Output all entries below exactly as they are given.
+-------+
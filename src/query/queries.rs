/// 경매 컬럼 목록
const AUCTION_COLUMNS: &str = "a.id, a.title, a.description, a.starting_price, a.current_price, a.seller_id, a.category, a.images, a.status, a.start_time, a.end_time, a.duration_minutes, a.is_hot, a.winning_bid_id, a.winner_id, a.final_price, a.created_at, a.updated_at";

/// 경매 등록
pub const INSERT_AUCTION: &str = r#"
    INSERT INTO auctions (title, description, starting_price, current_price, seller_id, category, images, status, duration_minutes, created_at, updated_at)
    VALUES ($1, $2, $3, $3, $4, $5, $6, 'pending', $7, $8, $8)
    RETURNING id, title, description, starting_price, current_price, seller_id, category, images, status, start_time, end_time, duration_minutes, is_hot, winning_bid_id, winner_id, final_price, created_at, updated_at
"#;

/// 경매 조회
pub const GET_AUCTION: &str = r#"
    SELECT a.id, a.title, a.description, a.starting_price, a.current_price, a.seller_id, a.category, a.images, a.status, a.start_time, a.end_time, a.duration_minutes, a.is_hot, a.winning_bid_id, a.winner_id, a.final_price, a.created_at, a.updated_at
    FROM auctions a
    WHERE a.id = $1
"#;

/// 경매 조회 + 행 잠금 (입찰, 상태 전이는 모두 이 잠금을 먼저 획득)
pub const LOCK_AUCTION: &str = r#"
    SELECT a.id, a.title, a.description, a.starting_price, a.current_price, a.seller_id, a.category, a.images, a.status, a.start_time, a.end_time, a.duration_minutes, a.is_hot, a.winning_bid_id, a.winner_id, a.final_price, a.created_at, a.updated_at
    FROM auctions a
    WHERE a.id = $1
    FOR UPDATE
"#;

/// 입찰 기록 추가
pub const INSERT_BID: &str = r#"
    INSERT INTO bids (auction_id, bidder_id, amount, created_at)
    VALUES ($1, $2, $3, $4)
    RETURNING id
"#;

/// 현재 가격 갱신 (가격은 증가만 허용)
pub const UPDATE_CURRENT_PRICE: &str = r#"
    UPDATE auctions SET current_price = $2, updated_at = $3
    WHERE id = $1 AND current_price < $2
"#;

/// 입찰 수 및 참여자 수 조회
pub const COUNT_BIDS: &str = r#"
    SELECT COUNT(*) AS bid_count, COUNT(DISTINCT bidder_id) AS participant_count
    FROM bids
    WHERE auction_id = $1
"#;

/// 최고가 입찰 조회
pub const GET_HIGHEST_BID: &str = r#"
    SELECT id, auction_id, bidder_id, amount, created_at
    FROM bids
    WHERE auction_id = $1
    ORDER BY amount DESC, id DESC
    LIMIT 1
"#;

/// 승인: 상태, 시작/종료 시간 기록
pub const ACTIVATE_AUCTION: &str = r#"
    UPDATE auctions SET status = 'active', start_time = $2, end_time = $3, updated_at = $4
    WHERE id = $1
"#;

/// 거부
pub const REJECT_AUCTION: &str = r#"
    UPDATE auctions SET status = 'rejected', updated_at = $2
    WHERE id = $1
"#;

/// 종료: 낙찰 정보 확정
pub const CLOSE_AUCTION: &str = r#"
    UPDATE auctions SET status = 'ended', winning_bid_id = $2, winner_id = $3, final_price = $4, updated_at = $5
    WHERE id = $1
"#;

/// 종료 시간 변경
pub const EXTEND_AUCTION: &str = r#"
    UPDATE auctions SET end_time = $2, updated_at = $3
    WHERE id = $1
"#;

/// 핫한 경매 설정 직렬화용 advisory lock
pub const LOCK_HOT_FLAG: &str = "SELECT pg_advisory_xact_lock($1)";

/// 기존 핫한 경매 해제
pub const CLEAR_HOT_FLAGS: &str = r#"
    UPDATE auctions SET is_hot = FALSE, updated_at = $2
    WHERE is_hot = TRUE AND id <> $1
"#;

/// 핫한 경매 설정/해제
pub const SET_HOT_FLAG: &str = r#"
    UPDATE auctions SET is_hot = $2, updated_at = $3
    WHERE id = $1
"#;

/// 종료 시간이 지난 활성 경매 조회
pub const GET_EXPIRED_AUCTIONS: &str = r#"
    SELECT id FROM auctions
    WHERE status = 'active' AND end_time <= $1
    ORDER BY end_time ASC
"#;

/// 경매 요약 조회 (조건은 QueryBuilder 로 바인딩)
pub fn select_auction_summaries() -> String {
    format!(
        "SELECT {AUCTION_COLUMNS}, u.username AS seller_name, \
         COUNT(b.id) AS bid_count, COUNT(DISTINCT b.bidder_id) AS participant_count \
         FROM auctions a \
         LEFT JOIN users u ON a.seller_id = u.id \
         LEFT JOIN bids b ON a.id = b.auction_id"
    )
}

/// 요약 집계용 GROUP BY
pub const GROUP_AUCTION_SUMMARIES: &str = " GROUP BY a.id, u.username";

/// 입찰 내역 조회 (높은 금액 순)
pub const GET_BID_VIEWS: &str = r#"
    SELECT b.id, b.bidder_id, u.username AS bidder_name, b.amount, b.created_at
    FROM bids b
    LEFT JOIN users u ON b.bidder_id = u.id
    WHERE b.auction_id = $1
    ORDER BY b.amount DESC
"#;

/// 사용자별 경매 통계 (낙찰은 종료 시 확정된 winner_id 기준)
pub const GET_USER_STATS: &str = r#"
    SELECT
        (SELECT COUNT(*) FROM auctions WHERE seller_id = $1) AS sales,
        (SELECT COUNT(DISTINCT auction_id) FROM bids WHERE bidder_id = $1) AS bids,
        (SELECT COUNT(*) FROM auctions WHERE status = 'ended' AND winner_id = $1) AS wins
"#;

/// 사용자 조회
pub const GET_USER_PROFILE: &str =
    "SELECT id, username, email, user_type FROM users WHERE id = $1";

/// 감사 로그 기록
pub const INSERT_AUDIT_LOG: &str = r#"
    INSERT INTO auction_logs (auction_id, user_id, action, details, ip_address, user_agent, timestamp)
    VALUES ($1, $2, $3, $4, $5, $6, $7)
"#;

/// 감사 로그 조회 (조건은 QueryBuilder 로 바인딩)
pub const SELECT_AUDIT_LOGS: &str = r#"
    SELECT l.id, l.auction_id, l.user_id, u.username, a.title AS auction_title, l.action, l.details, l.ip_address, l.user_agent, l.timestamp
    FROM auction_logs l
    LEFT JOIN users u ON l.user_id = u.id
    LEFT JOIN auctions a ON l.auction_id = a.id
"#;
+-------+
EXERCISE RESPONSE:
filename src/query/queries.rs
/// 경매 컬럼 목록
const AUCTION_COLUMNS: &str = "a.id, a.title, a.description, a.starting_price, a.current_price, a.seller_id, a.category, a.images, a.status, a.start_time, a.end_time, a.duration_minutes, a.is_hot, a.winning_bid_id, a.winner_id, a.final_price, a.created_at, a.updated_at";

/// 경매 등록
pub const INSERT_AUCTION: &str = r#"
    INSERT INTO auctions (title, description, starting_price, current_price, seller_id, category, images, status, duration_minutes, created_at, updated_at)
    VALUES ($1, $2, $3, $3, $4, $5, $6, 'pending', $7, $8, $8)
    RETURNING id, title, description, starting_price, current_price, seller_id, category, images, status, start_time, end_time, duration_minutes, is_hot, winning_bid_id, winner_id, final_price, created_at, updated_at
"#;

/// 경매 조회
pub const GET_AUCTION: &str = r#"
    SELECT a.id, a.title, a.description, a.starting_price, a.current_price, a.seller_id, a.category, a.images, a.status, a.start_time, a.end_time, a.duration_minutes, a.is_hot, a.winning_bid_id, a.winner_id, a.final_price, a.created_at, a.updated_at
    FROM auctions a
    WHERE a.id = $1
"#;

/// 경매 조회 + 행 잠금 (입찰, 상태 전이는 모두 이 잠금을 먼저 획득)
pub const LOCK_AUCTION: &str = r#"
    SELECT a.id, a.title, a.description, a.starting_price, a.current_price, a.seller_id, a.category, a.images, a.status, a.start_time, a.end_time, a.duration_minutes, a.is_hot, a.winning_bid_id, a.winner_id, a.final_price, a.created_at, a.updated_at
    FROM auctions a
    WHERE a.id = $1
    FOR UPDATE
"#;

/// 입찰 기록 추가
pub const INSERT_BID: &str = r#"
    INSERT INTO bids (auction_id, bidder_id, amount, created_at)
    VALUES ($1, $2, $3, $4)
    RETURNING id
"#;

/// 현재 가격 갱신 (가격은 증가만 허용)
pub const UPDATE_CURRENT_PRICE: &str = r#"
    UPDATE auctions SET current_price = $2, updated_at = $3
    WHERE id = $1 AND current_price < $2
"#;

/// 입찰 수 및 참여자 수 조회
pub const COUNT_BIDS: &str = r#"
    SELECT COUNT(*) AS bid_count, COUNT(DISTINCT bidder_id) AS participant_count
    FROM bids
    WHERE auction_id = $1
"#;

/// 최고가 입찰 조회
pub const GET_HIGHEST_BID: &str = r#"
    SELECT id, auction_id, bidder_id, amount, created_at
    FROM bids
    WHERE auction_id = $1
    ORDER BY amount DESC, id DESC
    LIMIT 1
"#;

/// 승인: 상태, 시작/종료 시간 기록
pub const ACTIVATE_AUCTION: &str = r#"
    UPDATE auctions SET status = 'active', start_time = $2, end_time = $3, updated_at = $4
    WHERE id = $1
"#;

/// 거부
pub const REJECT_AUCTION: &str = r#"
    UPDATE auctions SET status = 'rejected', updated_at = $2
    WHERE id = $1
"#;

/// 종료: 낙찰 정보 확정
pub const CLOSE_AUCTION: &str = r#"
    UPDATE auctions SET status = 'ended', winning_bid_id = $2, winner_id = $3, final_price = $4, updated_at = $5
    WHERE id = $1
"#;

/// 종료 시간 변경
pub const EXTEND_AUCTION: &str = r#"
    UPDATE auctions SET end_time = $2, updated_at = $3
    WHERE id = $1
"#;

/// 핫한 경매 설정 직렬화용 advisory lock
pub const LOCK_HOT_FLAG: &str = "SELECT pg_advisory_xact_lock($1)";

/// 기존 핫한 경매 해제
pub const CLEAR_HOT_FLAGS: &str = r#"
    UPDATE auctions SET is_hot = FALSE, updated_at = $2
    WHERE is_hot = TRUE AND id <> $1
"#;

/// 핫한 경매 설정/해제
pub const SET_HOT_FLAG: &str = r#"
    UPDATE auctions SET is_hot = $2, updated_at = $3
    WHERE id = $1
"#;

/// 종료 시간이 지난 활성 경매 조회
pub const GET_EXPIRED_AUCTIONS: &str = r#"
    SELECT id FROM auctions
    WHERE status = 'active' AND end_time <= $1
    ORDER BY end_time ASC
"#;

/// 경매 요약 조회 (조건은 QueryBuilder 로 바인딩)
pub fn select_auction_summaries() -> String {
    format!(
        "SELECT {AUCTION_COLUMNS}, u.username AS seller_name, \
         COUNT(b.id) AS bid_count, COUNT(DISTINCT b.bidder_id) AS participant_count \
         FROM auctions a \
         LEFT JOIN users u ON a.seller_id = u.id \
         LEFT JOIN bids b ON a.id = b.auction_id"
    )
}

/// 요약 집계용 GROUP BY
pub const GROUP_AUCTION_SUMMARIES: &str = " GROUP BY a.id, u.username";

/// 입찰 내역 조회 (높은 금액 순)
pub const GET_BID_VIEWS: &str = r#"
    SELECT b.id, b.bidder_id, u.username AS bidder_name, b.amount, b.created_at
    FROM bids b
    LEFT JOIN users u ON b.bidder_id = u.id
    WHERE b.auction_id = $1
    ORDER BY b.amount DESC
"#;

/// 사용자별 경매 통계 (낙찰은 종료 시 확정된 winner_id 기준)
pub const GET_USER_STATS: &str = r#"
    SELECT
        (SELECT COUNT(*) FROM auctions WHERE seller_id = $1) AS sales,
        (SELECT COUNT(DISTINCT auction_id) FROM bids WHERE bidder_id = $1) AS bids,
        (SELECT COUNT(*) FROM auctions WHERE status = 'ended' AND winner_id = $1) AS wins
"#;

/// 사용자 조회
pub const GET_USER_PROFILE: &str =
    "SELECT id, username, email, user_type FROM users WHERE id = $1";

/// 감사 로그 기록
pub const INSERT_AUDIT_LOG: &str = r#"
    INSERT INTO auction_logs (auction_id, user_id, action, details, ip_address, user_agent, timestamp)
    VALUES ($1, $2, $3, $4, $5, $6, $7)
"#;

/// 감사 로그 조회 (조건은 QueryBuilder 로 바인딩)
pub const SELECT_AUDIT_LOGS: &str = r#"
    SELECT l.id, l.auction_id, l.user_id, u.username, a.title AS auction_title, l.action, l.details, l.ip_address, l.user_agent, l.timestamp
    FROM auction_logs l
    LEFT JOIN users u ON l.user_id = u.id
    LEFT JOIN auctions a ON l.auction_id = a.id
"#;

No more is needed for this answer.